Uncle Jim fixed his line as he had mine, then pulled on the anchor rope a couple of arm’s lengths before retying it. The boat began to drift slowly toward the center of the lake.
“Brings back a lot of memories,” Uncle Jim spoke softly. “Granddad, your daddy, me—Uncle Len, sometimes, when he wasn’t practicing his guitar.”
Uncle Jim told me about one time, in particular, when he and Granddad and my father had come to this end of the lake to fish bluegills.
“Your dad was about the same age as you are now,” he said. “Maybe a little older. But not much.”
They had been on the lake for a couple of hours, and the bites were starting to come few and far between, though they’d already caught pretty near a stringer full of fish.
Just as they were about to leave, Uncle Jim and my father got into an awful scrap over who had caught the biggest bluegill on the stringer. Uncle Jim claimed he had, my father said the fish was his. They started yelling back and forth across the boat at each other, kicking up a fuss that caught in the trees and came back as an echo, stirring things up even worse.
This was when Granddad pulled up the stringer and took off the fish in question and said, “You wanna fight over the fish. Then fight over the fish,” and tossed the fish onto the floor of the boat in between Uncle Jim and my father.
Both of them went for the fish like a couple of wild dogs, and Uncle Jim grabbed it first, but he was in such a hurry that the fish stung him with its top fin and he dropped it, and my father grabbed it, and then they started pushing and pulling and before you knew it, the fish had shot out of both their hands and sailed right smack dab into the lake.
The two of them jumped to the side of the boat, and while they were leaning into the water, trying to see where the fish had got off to, there was a tug at the seat of their pants and both of then went over the side and into the water.
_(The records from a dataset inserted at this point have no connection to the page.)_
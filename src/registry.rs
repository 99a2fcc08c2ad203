//! Peer registry.
//!
//! Owns the set of live sessions keyed by peer identity, coordinates
//! accepts and dials, deduplicates concurrent dials, and resolves the
//! simultaneous-connect race: when both peers dial each other, the
//! lexicographically lower identity keeps its own outbound session and
//! the other side keeps its accepted one, so exactly one connection
//! survives on both ends.

use std::fmt;
use std::net::{IpAddr, Shutdown, SocketAddr, TcpStream};
use std::sync::atomic::{AtomicBool, AtomicU64, Ordering};
use std::sync::{Arc, Mutex, MutexGuard};
use std::thread;

use rustc_hash::{FxHashMap, FxHashSet};
use tracing::{debug, info, warn};

use crate::error::{Result, SyncError};
use crate::frame;
use crate::message::Message;
use crate::node::SyncContext;
use crate::session::{SessionHandle, SyncState};

/// A peer's advertised identity: the address its sessions are dialed
/// at.
#[derive(Debug, Clone, Copy, PartialEq, Eq, PartialOrd, Ord, Hash)]
pub struct PeerId {
    /// Advertised IP address.
    pub ip: IpAddr,
    /// Advertised TCP listen port.
    pub port: u16,
}

impl PeerId {
    /// The dialable socket address.
    #[must_use]
    pub fn addr(&self) -> SocketAddr {
        SocketAddr::new(self.ip, self.port)
    }
}

impl fmt::Display for PeerId {
    fn fmt(&self, f: &mut fmt::Formatter<'_>) -> fmt::Result {
        write!(f, "{}:{}", self.ip, self.port)
    }
}

/// Which side initiated a session.
#[derive(Debug, Clone, Copy, PartialEq, Eq)]
pub enum Direction {
    /// This node dialed the peer.
    Outbound,
    /// This node accepted the peer's dial.
    Inbound,
}

/// Whether this node's own outbound session wins a duplicate race
/// against `peer`.
pub(crate) fn outbound_survives(self_id: PeerId, peer: PeerId) -> bool {
    self_id < peer
}

/// Set of live peer sessions plus dial coordination.
pub struct PeerRegistry {
    self_id: PeerId,
    ctx: Arc<SyncContext>,
    sessions: Mutex<FxHashMap<PeerId, SessionHandle>>,
    dialing: Mutex<FxHashSet<PeerId>>,
    next_token: AtomicU64,
    stop: Arc<AtomicBool>,
}

impl PeerRegistry {
    /// Create a registry for a node advertising `self_id`.
    #[must_use]
    pub fn new(self_id: PeerId, ctx: Arc<SyncContext>, stop: Arc<AtomicBool>) -> Arc<Self> {
        Arc::new(Self {
            self_id,
            ctx,
            sessions: Mutex::new(FxHashMap::default()),
            dialing: Mutex::new(FxHashSet::default()),
            next_token: AtomicU64::new(0),
            stop,
        })
    }

    /// This node's advertised identity.
    #[must_use]
    pub fn self_id(&self) -> PeerId {
        self.self_id
    }

    /// React to a discovered peer: dial it unless a session exists or a
    /// dial is already in flight.
    pub fn on_discovered(self: &Arc<Self>, peer: PeerId) {
        if peer == self.self_id || self.stop.load(Ordering::Relaxed) {
            return;
        }
        if self.lock_sessions().contains_key(&peer) {
            return;
        }
        if !self.lock_dialing().insert(peer) {
            return;
        }

        let registry = Arc::clone(self);
        let spawned = thread::Builder::new()
            .name(format!("dial-{peer}"))
            .spawn(move || {
                let result =
                    TcpStream::connect_timeout(&peer.addr(), registry.ctx.config.connect_timeout);
                registry.lock_dialing().remove(&peer);
                match result {
                    Ok(stream) => {
                        if let Err(e) = registry.establish(stream, Some(peer)) {
                            warn!(peer = %peer, "outbound session failed: {e}");
                        }
                    }
                    Err(e) => debug!(peer = %peer, "dial failed: {e}"),
                }
            });
        if let Err(e) = spawned {
            self.lock_dialing().remove(&peer);
            warn!(peer = %peer, "failed to spawn dial thread: {e}");
        }
    }

    /// React to an accepted TCP connection; the peer's identity is
    /// learned from its hello frame on a short-lived handshake thread.
    pub fn on_accepted(self: &Arc<Self>, stream: TcpStream) {
        let registry = Arc::clone(self);
        let spawned = thread::Builder::new()
            .name("accept-handshake".to_string())
            .spawn(move || {
                if let Err(e) = registry.establish(stream, None) {
                    debug!("inbound session failed: {e}");
                }
            });
        if let Err(e) = spawned {
            warn!("failed to spawn handshake thread: {e}");
        }
    }

    /// Enqueue `msg` on every live session, or only the synchronized
    /// ones. Sessions whose queue overflows are closed with
    /// backpressure.
    pub fn broadcast(&self, msg: &Message, only_synchronized: bool) {
        let mut overflowed = Vec::new();
        {
            let sessions = self.lock_sessions();
            for (id, handle) in sessions.iter() {
                if only_synchronized && handle.state() != SyncState::Synchronized {
                    continue;
                }
                if !handle.enqueue(msg.clone()) {
                    overflowed.push((*id, handle.token()));
                }
            }
        }
        for (id, token) in overflowed {
            warn!(peer = %id, "closing session: {}", SyncError::Backpressure);
            self.remove_session(id, token);
        }
    }

    /// Remove and close the session for `peer`, if any. Idempotent.
    pub fn remove(&self, peer: PeerId) {
        let handle = self.lock_sessions().remove(&peer);
        if let Some(handle) = handle {
            handle.close();
            info!(peer = %peer, "session removed");
        }
    }

    /// Remove `peer`'s session only if it is still the instance
    /// identified by `token`; a replacement session stays untouched.
    pub(crate) fn remove_session(&self, peer: PeerId, token: u64) {
        let handle = {
            let mut sessions = self.lock_sessions();
            if sessions.get(&peer).is_some_and(|h| h.token() == token) {
                sessions.remove(&peer)
            } else {
                None
            }
        };
        if let Some(handle) = handle {
            handle.close();
            info!(peer = %peer, "session removed");
        }
    }

    /// Close every session, for shutdown.
    pub fn close_all(&self) {
        let handles: Vec<_> = {
            let mut sessions = self.lock_sessions();
            sessions.drain().map(|(_, handle)| handle).collect()
        };
        for handle in handles {
            handle.close();
        }
    }

    /// Number of live sessions.
    #[must_use]
    pub fn session_count(&self) -> usize {
        self.lock_sessions().len()
    }

    /// Peers whose sessions are in steady state, sorted.
    #[must_use]
    pub fn synchronized_peers(&self) -> Vec<PeerId> {
        let mut peers: Vec<_> = self
            .lock_sessions()
            .iter()
            .filter(|(_, handle)| handle.state() == SyncState::Synchronized)
            .map(|(id, _)| *id)
            .collect();
        peers.sort();
        peers
    }

    /// Current phase of the session with `peer`, if one exists.
    #[must_use]
    pub fn sync_state(&self, peer: PeerId) -> Option<SyncState> {
        self.lock_sessions().get(&peer).map(SessionHandle::state)
    }

    /// Exchange hellos on a fresh socket and install the session.
    ///
    /// `dialed` carries the target identity for outbound connections;
    /// inbound identity is derived from the socket's source IP and the
    /// advertised port in the peer's hello.
    fn establish(self: &Arc<Self>, stream: TcpStream, dialed: Option<PeerId>) -> Result<()> {
        let max_frame = self.ctx.config.max_frame_bytes;
        let mut write_half = stream.try_clone()?;
        frame::write_message(
            &mut write_half,
            &Message::Hello {
                port: self.self_id.port,
            },
            max_frame,
        )?;

        let mut read_half = stream.try_clone()?;
        let hello = frame::read_message(&mut read_half, max_frame)?;
        let Message::Hello { port } = hello else {
            return Err(SyncError::Protocol(format!(
                "expected HELLO, got {}",
                hello.kind()
            )));
        };

        let (peer, direction) = match dialed {
            Some(peer) => {
                if port != peer.port {
                    return Err(SyncError::Protocol(format!(
                        "peer {peer} advertises port {port}"
                    )));
                }
                (peer, Direction::Outbound)
            }
            None => (
                PeerId {
                    ip: stream.peer_addr()?.ip(),
                    port,
                },
                Direction::Inbound,
            ),
        };
        if peer == self.self_id {
            return Err(SyncError::Protocol("session with self".into()));
        }

        self.install(stream, peer, direction);
        Ok(())
    }

    /// Insert a session, resolving a duplicate by the identity
    /// tie-break. The losing connection is closed with
    /// `DuplicateSession`.
    fn install(self: &Arc<Self>, stream: TcpStream, peer: PeerId, direction: Direction) {
        let token = self.next_token.fetch_add(1, Ordering::Relaxed);
        let mut replaced = None;
        {
            let mut sessions = self.lock_sessions();
            if sessions.contains_key(&peer) {
                let new_survives =
                    (direction == Direction::Outbound) == outbound_survives(self.self_id, peer);
                if !new_survives {
                    drop(sessions);
                    info!(peer = %peer, ?direction, "{}", SyncError::DuplicateSession);
                    let _ = stream.shutdown(Shutdown::Both);
                    return;
                }
                replaced = sessions.remove(&peer);
            }
            match SessionHandle::spawn(
                stream,
                peer,
                direction,
                token,
                Arc::clone(&self.ctx),
                Arc::clone(self),
            ) {
                Ok(handle) => {
                    sessions.insert(peer, handle);
                    info!(peer = %peer, ?direction, "session established");
                }
                Err(e) => warn!(peer = %peer, "failed to start session: {e}"),
            }
        }
        if let Some(old) = replaced {
            info!(peer = %peer, "{}", SyncError::DuplicateSession);
            old.close();
        }
    }

    fn lock_sessions(&self) -> MutexGuard<'_, FxHashMap<PeerId, SessionHandle>> {
        self.sessions
            .lock()
            .unwrap_or_else(std::sync::PoisonError::into_inner)
    }

    fn lock_dialing(&self) -> MutexGuard<'_, FxHashSet<PeerId>> {
        self.dialing
            .lock()
            .unwrap_or_else(std::sync::PoisonError::into_inner)
    }
}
They were splashing and shouting and flopping all over each other like a couple of bass in a bucket.
“We got so mad at your Granddad, we completely forgot what it was we were fighting over,” Uncle Jim said with a big grin on his face. “Your Granddad just let us thrash around until all the anger was soaked clean out of us. That was how he handled things. Like in the winter, when we’d get a touch of cabin fever and start picking on each other, he’d send us out in the freezing cold, any time, day or night.”
“‘Settle it outside,” he’d always say. “‘I’ll not stand for contention of any sort as long as this is my house.’”
Uncle Jim shook his head. “And he never did.”
Something tugged at my line. I yanked the pole toward the sky, and I knew I’d hooked a fish, because the thin rod was bending toward the water, and I could feel the weight and the struggling on the other end, tearing the line through the deep water.
“Reel him in steady, son! You got you a bluegill!”
I turned the reel, trying to keep the pole as steady as I could. He was fighting like crazy. I kept looking along the direction of the line, waiting to see him. Up from the depths he came, a little blur at the edge of the sunlight, making wild circles on his side.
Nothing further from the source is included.